_Problem to work on_
Show each line of the data below in which "Ordering" occurs.

--- Excerpted data ---

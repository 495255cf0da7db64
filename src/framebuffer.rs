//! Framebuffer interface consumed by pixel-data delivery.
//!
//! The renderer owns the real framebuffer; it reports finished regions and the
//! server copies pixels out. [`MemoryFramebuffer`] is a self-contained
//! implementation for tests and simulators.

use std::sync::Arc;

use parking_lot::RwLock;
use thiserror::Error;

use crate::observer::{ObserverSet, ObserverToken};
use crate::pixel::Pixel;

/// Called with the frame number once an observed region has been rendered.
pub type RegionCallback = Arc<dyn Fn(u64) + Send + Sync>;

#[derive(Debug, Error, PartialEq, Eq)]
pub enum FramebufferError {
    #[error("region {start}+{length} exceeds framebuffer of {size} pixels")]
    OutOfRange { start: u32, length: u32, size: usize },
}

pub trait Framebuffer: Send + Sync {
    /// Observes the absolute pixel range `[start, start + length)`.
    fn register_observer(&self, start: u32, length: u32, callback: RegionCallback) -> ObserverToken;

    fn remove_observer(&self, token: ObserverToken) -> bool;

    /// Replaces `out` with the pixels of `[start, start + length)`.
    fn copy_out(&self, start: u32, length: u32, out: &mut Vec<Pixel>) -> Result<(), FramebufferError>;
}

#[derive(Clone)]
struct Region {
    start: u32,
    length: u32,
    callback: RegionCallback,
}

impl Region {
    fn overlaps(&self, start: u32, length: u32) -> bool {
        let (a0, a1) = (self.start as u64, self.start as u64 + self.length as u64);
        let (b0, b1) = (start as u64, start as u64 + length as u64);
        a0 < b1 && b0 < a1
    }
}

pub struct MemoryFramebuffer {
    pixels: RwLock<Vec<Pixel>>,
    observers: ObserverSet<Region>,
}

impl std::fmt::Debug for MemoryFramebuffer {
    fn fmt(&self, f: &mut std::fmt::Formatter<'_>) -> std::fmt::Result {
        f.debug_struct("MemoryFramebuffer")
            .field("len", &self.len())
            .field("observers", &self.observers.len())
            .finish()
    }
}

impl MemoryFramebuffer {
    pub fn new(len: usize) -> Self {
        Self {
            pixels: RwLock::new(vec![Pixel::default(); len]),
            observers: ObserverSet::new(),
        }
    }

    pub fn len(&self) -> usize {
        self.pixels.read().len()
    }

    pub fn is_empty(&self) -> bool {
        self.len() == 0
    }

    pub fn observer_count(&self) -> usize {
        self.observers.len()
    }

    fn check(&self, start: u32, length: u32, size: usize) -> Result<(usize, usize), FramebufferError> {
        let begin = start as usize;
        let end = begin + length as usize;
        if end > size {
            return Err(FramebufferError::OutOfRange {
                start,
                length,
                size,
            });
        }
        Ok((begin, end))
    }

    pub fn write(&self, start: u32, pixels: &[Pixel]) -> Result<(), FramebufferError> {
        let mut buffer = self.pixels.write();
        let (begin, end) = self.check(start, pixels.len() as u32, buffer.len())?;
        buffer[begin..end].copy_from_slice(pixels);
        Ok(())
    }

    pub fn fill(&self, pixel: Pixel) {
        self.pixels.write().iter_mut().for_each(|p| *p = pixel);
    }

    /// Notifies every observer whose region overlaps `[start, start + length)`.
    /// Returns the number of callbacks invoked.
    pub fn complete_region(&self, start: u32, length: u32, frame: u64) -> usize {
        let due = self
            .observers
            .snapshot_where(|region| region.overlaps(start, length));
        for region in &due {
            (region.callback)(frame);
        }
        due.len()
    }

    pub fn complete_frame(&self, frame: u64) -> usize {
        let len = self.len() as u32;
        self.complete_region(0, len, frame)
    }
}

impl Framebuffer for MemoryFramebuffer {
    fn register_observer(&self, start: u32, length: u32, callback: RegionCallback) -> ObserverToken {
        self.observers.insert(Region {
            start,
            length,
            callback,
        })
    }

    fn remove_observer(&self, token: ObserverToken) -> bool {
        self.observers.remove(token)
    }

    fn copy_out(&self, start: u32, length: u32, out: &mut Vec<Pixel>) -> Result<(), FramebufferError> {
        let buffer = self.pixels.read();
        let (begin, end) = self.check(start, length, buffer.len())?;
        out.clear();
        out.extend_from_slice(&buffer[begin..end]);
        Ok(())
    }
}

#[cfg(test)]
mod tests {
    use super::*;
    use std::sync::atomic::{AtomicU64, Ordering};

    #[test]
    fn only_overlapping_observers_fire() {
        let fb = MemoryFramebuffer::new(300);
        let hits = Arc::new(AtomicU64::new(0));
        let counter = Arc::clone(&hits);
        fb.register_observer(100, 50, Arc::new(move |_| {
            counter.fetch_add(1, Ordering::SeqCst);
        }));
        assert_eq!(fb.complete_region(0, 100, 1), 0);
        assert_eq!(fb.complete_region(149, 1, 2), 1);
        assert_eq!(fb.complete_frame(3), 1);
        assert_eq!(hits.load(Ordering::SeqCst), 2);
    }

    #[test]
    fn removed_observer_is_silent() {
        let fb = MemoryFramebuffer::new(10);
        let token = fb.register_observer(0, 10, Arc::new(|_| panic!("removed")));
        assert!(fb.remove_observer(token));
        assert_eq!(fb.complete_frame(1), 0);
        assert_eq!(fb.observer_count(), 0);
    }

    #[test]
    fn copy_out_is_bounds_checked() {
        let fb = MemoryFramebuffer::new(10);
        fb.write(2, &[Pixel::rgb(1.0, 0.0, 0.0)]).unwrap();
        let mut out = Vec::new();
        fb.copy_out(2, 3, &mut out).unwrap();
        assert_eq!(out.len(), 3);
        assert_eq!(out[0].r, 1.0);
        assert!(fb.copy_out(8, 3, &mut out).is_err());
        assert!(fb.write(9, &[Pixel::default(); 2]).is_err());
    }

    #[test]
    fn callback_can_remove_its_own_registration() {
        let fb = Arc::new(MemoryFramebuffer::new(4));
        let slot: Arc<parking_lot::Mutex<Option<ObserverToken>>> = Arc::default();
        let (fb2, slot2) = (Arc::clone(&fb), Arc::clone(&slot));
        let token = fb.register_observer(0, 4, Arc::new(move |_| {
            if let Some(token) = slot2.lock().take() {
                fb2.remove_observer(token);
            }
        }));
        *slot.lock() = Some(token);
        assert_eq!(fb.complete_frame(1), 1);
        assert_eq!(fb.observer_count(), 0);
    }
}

---

_Answer space_
    use std::sync::atomic::{AtomicU64, Ordering};
            counter.fetch_add(1, Ordering::SeqCst);
        assert_eq!(hits.load(Ordering::SeqCst), 2);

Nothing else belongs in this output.